*Exercise*. Repeat the entries below exactly, missing none.

Dataset excerpts:
-=-=-=-=-
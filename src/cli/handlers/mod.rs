mod init;
pub use init::cmd_init;

use std::path::PathBuf;

use chrono::NaiveDate;

use crate::cli::commands::*;
use crate::cli::output::*;
use crate::io::project_io::{self, ProjectError};
use crate::model::dependency::{Dependency, DependencyKind};
use crate::model::task::{NewTask, TaskType, TaskUpdate, shift_date};
use crate::ops::check::{self, CheckError, CheckWarning};
use crate::store::{DateChange, TaskStore};

// ---------------------------------------------------------------------------
// Dispatch
// ---------------------------------------------------------------------------

pub fn dispatch(cli: Cli) -> Result<(), Box<dyn std::error::Error>> {
    let json = cli.json;
    let dir = cli.project_dir.as_deref();

    match cli.command {
        Commands::Init(args) => cmd_init(args, dir),

        // Read commands
        Commands::List(args) => cmd_list(args, dir, json),
        Commands::Show(args) => cmd_show(args, dir, json),
        Commands::Check => cmd_check(dir, json),
        Commands::History => cmd_history(dir, json),

        // Write commands
        Commands::Add(args) => cmd_add(args, dir, json),
        Commands::Update(args) => cmd_update(args, dir, json),
        Commands::Delete(args) => cmd_delete(args, dir, json),
        Commands::Move(args) => cmd_move(args, dir, json),
        Commands::Indent(args) => cmd_indent(args, dir, json),
        Commands::Outdent(args) => cmd_outdent(args, dir, json),
        Commands::Group(args) => cmd_group(args, dir, json),
        Commands::Ungroup(args) => cmd_ungroup(args, dir, json),
        Commands::Insert(args) => cmd_insert(args, dir, json),
        Commands::Drag(args) => cmd_drag(args, dir, json),
        Commands::Collapse(args) => cmd_collapse(args, dir, json),
        Commands::Link(args) => cmd_link(args, dir, json),
        Commands::Unlink(args) => cmd_unlink(args, dir, json),
        Commands::Undo => cmd_undo(dir, json),
        Commands::Redo => cmd_redo(dir, json),
    }
}

// ---------------------------------------------------------------------------
// Helpers
// ---------------------------------------------------------------------------

/// A loaded project: its root directory and a store holding its contents
struct Session {
    root: PathBuf,
    store: TaskStore,
    /// Newest undo entry at load time, to tell whether a command recorded
    last_command: Option<String>,
}

impl Session {
    fn open(project_dir: Option<&str>) -> Result<Session, Box<dyn std::error::Error>> {
        let start = match project_dir {
            Some(dir) => std::fs::canonicalize(dir)
                .map_err(|e| format!("cannot resolve -C path '{}': {}", dir, e))?,
            None => std::env::current_dir().map_err(ProjectError::IoError)?,
        };
        let root = project_io::discover_project(&start)?;
        let store = project_io::load_project(&root)?.into_store();
        let last_command = store.history().peek_last_undo().map(|c| c.id.clone());
        Ok(Session {
            root,
            store,
            last_command,
        })
    }

    fn save(&self) -> Result<(), ProjectError> {
        project_io::save_store(&self.root, &self.store)
    }

    /// Resolve a full task id or a unique prefix of one
    fn resolve(&self, input: &str) -> Result<String, String> {
        resolve_prefix(self.store.tasks().keys().map(String::as_str), input, "task")
    }

    fn resolve_all(&self, inputs: &[String]) -> Result<Vec<String>, String> {
        inputs.iter().map(|input| self.resolve(input)).collect()
    }

    /// Description of the command this invocation recorded, if any
    fn recorded(&self) -> Option<String> {
        let newest = self.store.history().peek_last_undo()?;
        if self.last_command.as_deref() == Some(newest.id.as_str()) {
            return None;
        }
        Some(newest.description.clone())
    }

    /// Save, then report what changed. Created ids are printed one per line
    /// so scripts can capture them.
    fn finish(self, json: bool, created: Vec<String>) -> Result<(), Box<dyn std::error::Error>> {
        let description = self.recorded();
        self.save()?;
        if json {
            let change = ChangeJson {
                description,
                ids: created,
            };
            println!("{}", serde_json::to_string_pretty(&change)?);
        } else if !created.is_empty() {
            for id in &created {
                println!("{}", id);
            }
        } else {
            println!("{}", description.as_deref().unwrap_or("no changes"));
        }
        Ok(())
    }
}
-=-=-=-=-
*Written answer*.
filename src/cli/handlers/mod.rs
mod init;
pub use init::cmd_init;

use std::path::PathBuf;

use chrono::NaiveDate;

use crate::cli::commands::*;
use crate::cli::output::*;
use crate::io::project_io::{self, ProjectError};
use crate::model::dependency::{Dependency, DependencyKind};
use crate::model::task::{NewTask, TaskType, TaskUpdate, shift_date};
use crate::ops::check::{self, CheckError, CheckWarning};
use crate::store::{DateChange, TaskStore};

// ---------------------------------------------------------------------------
// Dispatch
// ---------------------------------------------------------------------------

pub fn dispatch(cli: Cli) -> Result<(), Box<dyn std::error::Error>> {
    let json = cli.json;
    let dir = cli.project_dir.as_deref();

    match cli.command {
        Commands::Init(args) => cmd_init(args, dir),

        // Read commands
        Commands::List(args) => cmd_list(args, dir, json),
        Commands::Show(args) => cmd_show(args, dir, json),
        Commands::Check => cmd_check(dir, json),
        Commands::History => cmd_history(dir, json),

        // Write commands
        Commands::Add(args) => cmd_add(args, dir, json),
        Commands::Update(args) => cmd_update(args, dir, json),
        Commands::Delete(args) => cmd_delete(args, dir, json),
        Commands::Move(args) => cmd_move(args, dir, json),
        Commands::Indent(args) => cmd_indent(args, dir, json),
        Commands::Outdent(args) => cmd_outdent(args, dir, json),
        Commands::Group(args) => cmd_group(args, dir, json),
        Commands::Ungroup(args) => cmd_ungroup(args, dir, json),
        Commands::Insert(args) => cmd_insert(args, dir, json),
        Commands::Drag(args) => cmd_drag(args, dir, json),
        Commands::Collapse(args) => cmd_collapse(args, dir, json),
        Commands::Link(args) => cmd_link(args, dir, json),
        Commands::Unlink(args) => cmd_unlink(args, dir, json),
        Commands::Undo => cmd_undo(dir, json),
        Commands::Redo => cmd_redo(dir, json),
    }
}

// ---------------------------------------------------------------------------
// Helpers
// ---------------------------------------------------------------------------

/// A loaded project: its root directory and a store holding its contents
struct Session {
    root: PathBuf,
    store: TaskStore,
    /// Newest undo entry at load time, to tell whether a command recorded
    last_command: Option<String>,
}

impl Session {
    fn open(project_dir: Option<&str>) -> Result<Session, Box<dyn std::error::Error>> {
        let start = match project_dir {
            Some(dir) => std::fs::canonicalize(dir)
                .map_err(|e| format!("cannot resolve -C path '{}': {}", dir, e))?,
            None => std::env::current_dir().map_err(ProjectError::IoError)?,
        };
        let root = project_io::discover_project(&start)?;
        let store = project_io::load_project(&root)?.into_store();
        let last_command = store.history().peek_last_undo().map(|c| c.id.clone());
        Ok(Session {
            root,
            store,
            last_command,
        })
    }

    fn save(&self) -> Result<(), ProjectError> {
        project_io::save_store(&self.root, &self.store)
    }

    /// Resolve a full task id or a unique prefix of one
    fn resolve(&self, input: &str) -> Result<String, String> {
        resolve_prefix(self.store.tasks().keys().map(String::as_str), input, "task")
    }

    fn resolve_all(&self, inputs: &[String]) -> Result<Vec<String>, String> {
        inputs.iter().map(|input| self.resolve(input)).collect()
    }

    /// Description of the command this invocation recorded, if any
    fn recorded(&self) -> Option<String> {
        let newest = self.store.history().peek_last_undo()?;
        if self.last_command.as_deref() == Some(newest.id.as_str()) {
            return None;
        }
        Some(newest.description.clone())
    }

    /// Save, then report what changed. Created ids are printed one per line
    /// so scripts can capture them.
    fn finish(self, json: bool, created: Vec<String>) -> Result<(), Box<dyn std::error::Error>> {
        let description = self.recorded();
        self.save()?;
        if json {
            let change = ChangeJson {
                description,
                ids: created,
            };
            println!("{}", serde_json::to_string_pretty(&change)?);
        } else if !created.is_empty() {
            for id in &created {
                println!("{}", id);
            }
        } else {
            println!("{}", description.as_deref().unwrap_or("no changes"));
        }
        Ok(())
    }
}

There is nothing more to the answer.